- Exercise objective:
Would you please state how many lines in the entries contain the word "TransactionStore"? Only the number should be given.

+++

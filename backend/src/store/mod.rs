//! Persistence layer
//!
//! Each aggregate gets its own trait so services only see the operations they
//! need. Every lifecycle write is a compare-and-set against the current status:
//! a method that can lose a race returns `Ok(None)` instead of an error, and the
//! caller decides how to report it.

pub mod memory;
pub mod postgres;

use async_trait::async_trait;
use chrono::{DateTime, Utc};
use thiserror::Error;
use uuid::Uuid;

use crate::chat::violations::{NewViolation, UserViolationData};
use crate::dispute::{Dispute, DisputeResolution, DisputeStatus, NewDispute, OpenDisputeOutcome};
use crate::models::{Listing, UserProfile};
use crate::services::fraud_review::{FraudReview, NewFraudReview};
use crate::transaction::{
    NewPayment, NewTransaction, Payment, PaymentDirection, PaymentUpdate, Transaction,
    TransactionStatus, TransitionPatch,
};
use crate::vendor_approval::{ApprovalPatch, ApprovalStatus, NewVendorApproval, VendorApproval};

pub use memory::MemoryStore;
pub use postgres::PgStore;

#[derive(Error, Debug, Clone, PartialEq, Eq)]
pub enum StoreError {
    #[error("Record not found: {0}")]
    NotFound(String),

    /// A unique constraint rejected the write; carries the constraint name
    #[error("Unique constraint violated: {0}")]
    UniqueViolation(String),

    #[error("Database error: {0}")]
    Database(String),
}

impl From<sqlx::Error> for StoreError {
    fn from(err: sqlx::Error) -> Self {
        match err {
            sqlx::Error::RowNotFound => StoreError::NotFound("row".to_string()),
            sqlx::Error::Database(db_err) if db_err.is_unique_violation() => {
                StoreError::UniqueViolation(db_err.constraint().unwrap_or("unknown").to_string())
            }
            other => StoreError::Database(other.to_string()),
        }
    }
}

pub type StoreResult<T> = Result<T, StoreError>;

#[async_trait]
pub trait TransactionStore: Send + Sync {
    /// Fails with `UniqueViolation` when the code is taken
    async fn insert_transaction(&self, new: NewTransaction) -> StoreResult<Transaction>;

    async fn get_transaction(&self, id: i64) -> StoreResult<Option<Transaction>>;

    /// Transactions where the user is buyer or seller, newest first
    async fn list_transactions_for_user(
        &self,
        user_id: Uuid,
        status: Option<TransactionStatus>,
        limit: i64,
        offset: i64,
    ) -> StoreResult<Vec<Transaction>>;

    /// Atomically move to `to` if the current status is one of `expected`.
    /// Returns `None` when the guard fails.
    async fn transition(
        &self,
        id: i64,
        expected: &[TransactionStatus],
        to: TransactionStatus,
        patch: TransitionPatch,
    ) -> StoreResult<Option<Transaction>>;

    async fn increment_failed_payment_attempts(&self, id: i64) -> StoreResult<Option<Transaction>>;

    /// `TRANSFER_PENDING` transactions whose release date is at or before `now`
    async fn list_due_for_release(
        &self,
        now: DateTime<Utc>,
        limit: i64,
    ) -> StoreResult<Vec<Transaction>>;

    /// Unpaid transactions past their payment deadline
    async fn list_payment_expired(
        &self,
        now: DateTime<Utc>,
        limit: i64,
    ) -> StoreResult<Vec<Transaction>>;

    async fn list_by_status(
        &self,
        status: TransactionStatus,
        limit: i64,
    ) -> StoreResult<Vec<Transaction>>;
}

#[async_trait]
pub trait PaymentStore: Send + Sync {
    /// At most one non-failed charge and one payout per transaction
    async fn insert_payment(&self, new: NewPayment) -> StoreResult<Payment>;

    /// The charge or payout of a transaction that has not failed
    async fn find_active_payment(
        &self,
        transaction_id: i64,
        direction: PaymentDirection,
    ) -> StoreResult<Option<Payment>>;

    async fn get_payout(&self, transaction_id: i64) -> StoreResult<Option<Payment>>;

    async fn get_payment_by_gateway_id(&self, gateway_id: &str) -> StoreResult<Option<Payment>>;

    async fn update_payment(&self, id: i64, update: PaymentUpdate) -> StoreResult<Option<Payment>>;

    async fn list_payments_for_transaction(&self, transaction_id: i64) -> StoreResult<Vec<Payment>>;

    /// Failed payouts that still have attempts left
    async fn list_failed_payouts(&self, max_attempts: i32, limit: i64) -> StoreResult<Vec<Payment>>;
}

#[async_trait]
pub trait DisputeStore: Send + Sync {
    /// Insert the dispute and move the transaction to `DISPUTE_OPENED` in one
    /// atomic step. Duplicate and state checks happen inside the same boundary.
    async fn open_dispute(
        &self,
        new: NewDispute,
        allowed: &[TransactionStatus],
    ) -> StoreResult<OpenDisputeOutcome>;

    async fn find_active_dispute(
        &self,
        transaction_id: i64,
        opener_id: Uuid,
    ) -> StoreResult<Option<Dispute>>;

    async fn get_dispute(&self, id: i64) -> StoreResult<Option<Dispute>>;

    async fn list_disputes_for_transaction(&self, transaction_id: i64) -> StoreResult<Vec<Dispute>>;

    async fn update_dispute_status(
        &self,
        id: i64,
        expected: &[DisputeStatus],
        to: DisputeStatus,
        now: DateTime<Utc>,
    ) -> StoreResult<Option<Dispute>>;

    /// Close an active dispute. The transaction moves to `DISPUTE_RESOLVED`
    /// once no active dispute remains on it. Returns `None` when the dispute
    /// was no longer active.
    async fn resolve_dispute(
        &self,
        id: i64,
        resolution: DisputeResolution,
        resolver: Uuid,
        notes: Option<String>,
        now: DateTime<Utc>,
    ) -> StoreResult<Option<(Dispute, Transaction)>>;
}

#[async_trait]
pub trait ApprovalStore: Send + Sync {
    /// Fails with `UniqueViolation` if a pending or approved record exists
    async fn insert_approval(&self, new: NewVendorApproval) -> StoreResult<VendorApproval>;

    async fn find_blocking_approval(&self, transaction_id: i64)
        -> StoreResult<Option<VendorApproval>>;

    async fn get_approval_by_token(&self, token: &str) -> StoreResult<Option<VendorApproval>>;

    async fn update_approval_status(
        &self,
        id: i64,
        expected: ApprovalStatus,
        to: ApprovalStatus,
        patch: ApprovalPatch,
        now: DateTime<Utc>,
    ) -> StoreResult<Option<VendorApproval>>;

    async fn list_approvals_for_transaction(
        &self,
        transaction_id: i64,
    ) -> StoreResult<Vec<VendorApproval>>;
}

#[async_trait]
pub trait ViolationStore: Send + Sync {
    /// Empty data for users without violations
    async fn get_violations(&self, user_id: Uuid) -> StoreResult<UserViolationData>;

    /// Atomic append + increment
    async fn record_violation(
        &self,
        user_id: Uuid,
        violation: NewViolation,
        now: DateTime<Utc>,
    ) -> StoreResult<UserViolationData>;

    async fn reset_violations(&self, user_id: Uuid) -> StoreResult<UserViolationData>;
}

/// Read access to marketplace data plus the fraud review queue
#[async_trait]
pub trait MarketplaceStore: Send + Sync {
    async fn get_listing(&self, id: i64) -> StoreResult<Option<Listing>>;

    async fn list_active_listings_in_category(
        &self,
        category: &str,
        limit: i64,
    ) -> StoreResult<Vec<Listing>>;

    async fn list_active_listings_by_seller(&self, seller_id: Uuid) -> StoreResult<Vec<Listing>>;

    /// Returns false when the listing does not exist
    async fn mark_listing_sold(&self, id: i64) -> StoreResult<bool>;

    async fn get_profile(&self, user_id: Uuid) -> StoreResult<Option<UserProfile>>;

    async fn upsert_fraud_review(&self, review: NewFraudReview) -> StoreResult<FraudReview>;

    async fn list_fraud_reviews(&self, limit: i64, offset: i64) -> StoreResult<Vec<FraudReview>>;
}

/// Everything the services need, as one trait object
pub trait Store:
    TransactionStore + PaymentStore + DisputeStore + ApprovalStore + ViolationStore + MarketplaceStore
{
}

impl<T> Store for T where
    T: TransactionStore
        + PaymentStore
        + DisputeStore
        + ApprovalStore
        + ViolationStore
        + MarketplaceStore
{
}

+++

- Solution for this task:
3